=== Section Start ===

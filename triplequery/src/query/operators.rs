//! Constraint builders for comparisons and term tests.
//!
//! Every function here returns a `Constraint` (or an `Operand` feeding
//! one), so common checks need no hand-written closure:
//!
//! ```ignore
//! use triplequery::query::operators::{self, Operand};
//!
//! let adults = operators::ge(Variable::new("age"), Term::integer(18));
//! let pattern = pattern.with_constraint(adults);
//! ```
//!
//! Operands that are unbound, or that cannot be compared with each other,
//! make a comparison reject the binding rather than fail the query.

use std::cmp::Ordering;

use super::context::Binding;
use super::types::{Constraint, Variable};
use crate::types::Term;

/// One side of a comparison.
#[derive(Debug)]
pub enum Operand {
    /// The value bound to a variable.
    Variable(Variable),
    /// A fixed term.
    Term(Term),
    /// The string form of a bound value, as a plain literal.
    Str(Variable),
    /// The language tag of a bound literal, as a plain literal.
    Lang(Variable),
    /// The datatype IRI of a bound literal.
    Datatype(Variable),
}

impl From<Variable> for Operand {
    fn from(variable: Variable) -> Self {
        Self::Variable(variable)
    }
}

impl From<Term> for Operand {
    fn from(term: Term) -> Self {
        Self::Term(term)
    }
}

/// A resolved operand: either a term in the binding or one computed from it.
enum Resolved<'a> {
    Borrowed(&'a Term),
    Owned(Term),
}

impl Resolved<'_> {
    const fn term(&self) -> &Term {
        match self {
            Self::Borrowed(term) => term,
            Self::Owned(term) => term,
        }
    }
}

impl Operand {
    fn resolve<'a>(&'a self, binding: &'a Binding) -> Option<Resolved<'a>> {
        match self {
            Self::Variable(variable) => binding.get(variable).map(Resolved::Borrowed),
            Self::Term(term) => Some(Resolved::Borrowed(term)),
            Self::Str(variable) => {
                let text = match binding.get(variable) {
                    None => String::new(),
                    Some(Term::Iri(iri)) => iri.as_str().to_owned(),
                    Some(Term::BlankNode(label)) => label.as_str().to_owned(),
                    Some(Term::Literal(literal)) => literal.lexical.as_str().to_owned(),
                };
                Some(Resolved::Owned(Term::literal(text)))
            }
            Self::Lang(variable) => {
                let language = binding
                    .get(variable)
                    .and_then(Term::as_literal)
                    .and_then(|literal| literal.language.as_deref())
                    .unwrap_or_default();
                Some(Resolved::Owned(Term::literal(language)))
            }
            Self::Datatype(variable) => {
                let datatype = binding
                    .get(variable)
                    .and_then(Term::as_literal)
                    .and_then(|literal| literal.datatype.as_deref());
                Some(Resolved::Owned(
                    datatype.map_or_else(|| Term::literal(""), Term::iri),
                ))
            }
        }
    }
}

/// Compare two terms by value.
///
/// Numeric literals compare numerically, other literals compare by lexical
/// form when they share datatype and language, and IRIs compare as strings.
/// Any other pair is incomparable.
#[must_use]
pub fn compare_terms(left: &Term, right: &Term) -> Option<Ordering> {
    match (left, right) {
        (Term::Literal(a), Term::Literal(b)) => match (a.numeric(), b.numeric()) {
            (Some(x), Some(y)) => Some(x.total_cmp(y)),
            (None, None) if a.datatype == b.datatype && a.language == b.language => {
                Some(a.lexical.cmp(&b.lexical))
            }
            _ => None,
        },
        (Term::Iri(a), Term::Iri(b)) => Some(a.cmp(b)),
        _ => None,
    }
}

fn comparison(left: Operand, right: Operand, accept: fn(Ordering) -> bool) -> Constraint {
    Constraint::new(move |binding| {
        let (Some(a), Some(b)) = (left.resolve(binding), right.resolve(binding)) else {
            return false;
        };
        match compare_terms(a.term(), b.term()) {
            Some(ordering) => accept(ordering),
            None => {
                tracing::trace!(left = %a.term(), right = %b.term(), "incomparable operands");
                false
            }
        }
    })
}

/// `left < right`
pub fn lt(left: impl Into<Operand>, right: impl Into<Operand>) -> Constraint {
    comparison(left.into(), right.into(), Ordering::is_lt)
}

/// `left <= right`
pub fn le(left: impl Into<Operand>, right: impl Into<Operand>) -> Constraint {
    comparison(left.into(), right.into(), Ordering::is_le)
}

/// `left > right`
pub fn gt(left: impl Into<Operand>, right: impl Into<Operand>) -> Constraint {
    comparison(left.into(), right.into(), Ordering::is_gt)
}

/// `left >= right`
pub fn ge(left: impl Into<Operand>, right: impl Into<Operand>) -> Constraint {
    comparison(left.into(), right.into(), Ordering::is_ge)
}

/// Value equality. Identical terms are always equal, so blank nodes and
/// literals of unrelated datatypes compare by identity.
pub fn eq(left: impl Into<Operand>, right: impl Into<Operand>) -> Constraint {
    let left = left.into();
    let right = right.into();
    Constraint::new(move |binding| {
        let (Some(a), Some(b)) = (left.resolve(binding), right.resolve(binding)) else {
            return false;
        };
        a.term() == b.term() || compare_terms(a.term(), b.term()) == Some(Ordering::Equal)
    })
}

fn bound_term(variable: Variable, accept: fn(&Term) -> bool) -> Constraint {
    Constraint::new(move |binding| binding.get(&variable).is_some_and(accept))
}

/// The variable has a value.
pub fn bound(variable: Variable) -> Constraint {
    bound_term(variable, |_| true)
}

/// The variable is bound to an IRI.
pub fn is_iri(variable: Variable) -> Constraint {
    bound_term(variable, |term| matches!(term, Term::Iri(_)))
}

/// The variable is bound to a blank node.
pub fn is_blank(variable: Variable) -> Constraint {
    bound_term(variable, Term::is_blank_node)
}

/// The variable is bound to a literal.
pub fn is_literal(variable: Variable) -> Constraint {
    bound_term(variable, |term| term.as_literal().is_some())
}

/// The string form of the value: an IRI's text, a blank node's label or a
/// literal's lexical form. Empty when unbound.
#[must_use]
pub const fn str(variable: Variable) -> Operand {
    Operand::Str(variable)
}

/// The language tag of a literal value, empty if it has none.
#[must_use]
pub const fn lang(variable: Variable) -> Operand {
    Operand::Lang(variable)
}

/// The datatype IRI of a literal value, or an empty literal if it has none.
#[must_use]
pub const fn datatype(variable: Variable) -> Operand {
    Operand::Datatype(variable)
}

=== Section End ===

Required action
Emit an exact copy of the lines spanning the start of the records to the line containing "#[derive(Debug)]", inclusive, and no other output.

Reply
filename triplequery/src/query/operators.rs
//! Constraint builders for comparisons and term tests.
//!
//! Every function here returns a `Constraint` (or an `Operand` feeding
//! one), so common checks need no hand-written closure:
//!
//! ```ignore
//! use triplequery::query::operators::{self, Operand};
//!
//! let adults = operators::ge(Variable::new("age"), Term::integer(18));
//! let pattern = pattern.with_constraint(adults);
//! ```
//!
//! Operands that are unbound, or that cannot be compared with each other,
//! make a comparison reject the binding rather than fail the query.

use std::cmp::Ordering;

use super::context::Binding;
use super::types::{Constraint, Variable};
use crate::types::Term;

/// One side of a comparison.
#[derive(Debug)]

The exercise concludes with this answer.